Borse Europee da Record: Madrid guida la carica, Europa ai massimi storici


Lunedì di euforia per i mercati finanziari del Vecchio Continente.

In una seduta caratterizzata da un forte ottimismo e volumi sostenuti, le principali piazze europee hanno aggiornato i propri massimi storici, trainate dal settore bancario e da prospettive economiche incoraggianti per il 2026.

Madrid in Vetta, Londra Abbate il Muro dei 10.000.

La maglia rosa della giornata spetta a Madrid, che ha chiuso con un balzo dell’1,31%, trascinata dalla performance dei titoli finanziari.

Non sono state da meno le altre grandi capitali:
Londra ha messo a segno un progresso dell’1,15%, consolidando la sua posizione sopra la soglia psicologica dei 10.000 punti.
Francoforte ha guadagnato l’1,05%, sostenuta dalla solidità del comparto industriale tedesco.
Parigi ha archiviato la seduta con un più cauto, ma comunque positivo, +0,67%.

Anche Milano ha vissuto una giornata da protagonista, con il FTSE MIB che ha volato oltre la quota dei 46.000 punti (+1,05%). A spingere il listino meneghino è stato il comparto bancario, galvanizzato dai risultati trimestrali e dalle prospettive di stabilità sui tassi d’interesse.

Tra i titoli migliori si segnalano:
BPER Banca: +3,5%
Generali: +3,0%
UniCredit: +2,2%

Nota stonata della giornata il crollo verticale di BFF Bank, che ha subito un pesante sell-off perdendo quasi il 40% del proprio valore.

I Driver del Rialzo: Tassi e Geopolitica
Secondo gli analisti, il rally europeo è sostenuto da una rotazione dei capitali che vede gli investitori preferire le equity europee, considerate meno care rispetto alle “Big Tech” americane.

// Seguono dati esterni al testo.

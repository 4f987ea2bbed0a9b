// ============================================================================
// EVENT LIST VIEWMODEL - LÓGICA DEL LISTADO
// ============================================================================
// Devuelve acciones; el hook es quien las aplica al estado.
// `None` = la petición falló, ya se registró en el log y el estado no cambia.
// ============================================================================

use crate::models::Event;
use crate::services::{ApiClient, ApiError};
use crate::stores::EventAction;

#[derive(Clone, Default)]
pub struct EventListViewModel {
    api_client: ApiClient,
}

impl EventListViewModel {
    pub fn new() -> Self {
        Self::with_client(ApiClient::new())
    }

    pub fn with_client(api_client: ApiClient) -> Self {
        Self { api_client }
    }

    /// Cargar el listado completo (una vez por montaje)
    pub async fn load_events(&self) -> Option<EventAction> {
        log::info!("📋 Cargando eventos...");
        fetch_outcome(self.api_client.list_events().await)
    }

    /// Dar like. Sin deduplicación: cada click es una petición independiente.
    pub async fn like_event(&self, event_id: String) -> Option<EventAction> {
        let result = self.api_client.like_event(&event_id).await;
        like_outcome(event_id, result)
    }
}

pub fn fetch_outcome(result: Result<Vec<Event>, ApiError>) -> Option<EventAction> {
    match result {
        Ok(events) => {
            log::info!("✅ Eventos cargados: {}", events.len());
            Some(EventAction::Loaded(events))
        }
        Err(e) => {
            log::error!("❌ Error fetching events: {}", e);
            None
        }
    }
}

pub fn like_outcome(event_id: String, result: Result<(), ApiError>) -> Option<EventAction> {
    match result {
        Ok(()) => {
            log::info!("👍 Like successful: {}", event_id);
            Some(EventAction::Liked(event_id))
        }
        Err(e) => {
            log::error!("❌ Error liking event {}: {}", event_id, e);
            None
        }
    }
}

#[cfg(test)]
mod tests {
    use super::*;
    use crate::stores::EventStore;
    use chrono::{TimeZone, Utc};
    use std::rc::Rc;
    use yew::Reducible;

    fn event(id: &str, likes: u64) -> Event {
        Event {
            id: id.to_string(),
            title: "t".to_string(),
            description: String::new(),
            event_date: Utc.with_ymd_and_hms(2026, 11, 1, 0, 0, 0).unwrap().fixed_offset(),
            event_time: "20:00".to_string(),
            ticket_price: 100.0,
            organized_by: "org".to_string(),
            owner: "me".to_string(),
            image: Some("img.png".to_string()),
            likes,
        }
    }

    fn apply(store: Rc<EventStore>, action: Option<EventAction>) -> Rc<EventStore> {
        match action {
            Some(action) => store.reduce(action),
            None => store,
        }
    }

    #[test]
    fn test_with_client_uses_given_backend() {
        let vm = EventListViewModel::with_client(ApiClient::with_base_url("http://events.local"));
        assert_eq!(vm.api_client.events_url(), "http://events.local/createEvent");
        assert_eq!(vm.api_client.like_url("e1"), "http://events.local/event/e1");
    }

    #[test]
    fn test_fetch_success_replaces_state() {
        let action = fetch_outcome(Ok(vec![event("a", 1), event("b", 2)]));
        let store = apply(Rc::new(EventStore::default()), action);
        assert!(store.is_fetched());
        assert_eq!(store.events.len(), 2);
    }

    #[test]
    fn test_fetch_failure_leaves_state_empty() {
        let action = fetch_outcome(Err(ApiError::Network("offline".to_string())));
        assert!(action.is_none());
        let store = apply(Rc::new(EventStore::default()), action);
        assert_eq!(*store, EventStore::default());
    }

    #[test]
    fn test_like_success_is_local_increment() {
        let store = Rc::new(EventStore::default().with_events(vec![event("a", 4), event("b", 9)]));
        let action = like_outcome("a".to_string(), Ok(()));
        assert_eq!(action, Some(EventAction::Liked("a".to_string())));

        let store = apply(store, action);
        assert_eq!(store.find("a").unwrap().likes, 5);
        assert_eq!(store.find("b").unwrap().likes, 9);
    }

    #[test]
    fn test_like_failure_leaves_collection_identical() {
        let before = Rc::new(EventStore::default().with_events(vec![event("a", 4), event("b", 9)]));
        let action = like_outcome(
            "a".to_string(),
            Err(ApiError::Http {
                status: 500,
                status_text: "Internal Server Error".to_string(),
            }),
        );
        assert!(action.is_none());

        let after = apply(before.clone(), action);
        assert_eq!(*after, *before);
    }
}
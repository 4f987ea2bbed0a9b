pub mod event;

pub use event::Event;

Nonostante le incertezze globali legate alla nuova amministrazione Trump e alle tensioni geopolitiche in Medio Oriente (con timidi segnali di dialogo tra USA e Iran), i mercati sembrano scommettere sulla resilienza dell’Eurozona.

“L’Europa ha una bella storia da vendere quest’anno,” commentano gli analisti di BNP Paribas, sottolineando come il consolidamento fiscale e la discesa dell’inflazione stiano creando un terreno fertile per nuovi record.

Sul fronte del debito sovrano, lo spread tra Btp e Bund si mantiene stabile intorno ai 60-64 punti base, segno che la fiducia degli investitori non riguarda solo l’azionario ma anche la tenuta dei titoli di Stato italiani, dopo le recenti revisioni positive degli outlook da parte delle agenzie di rating.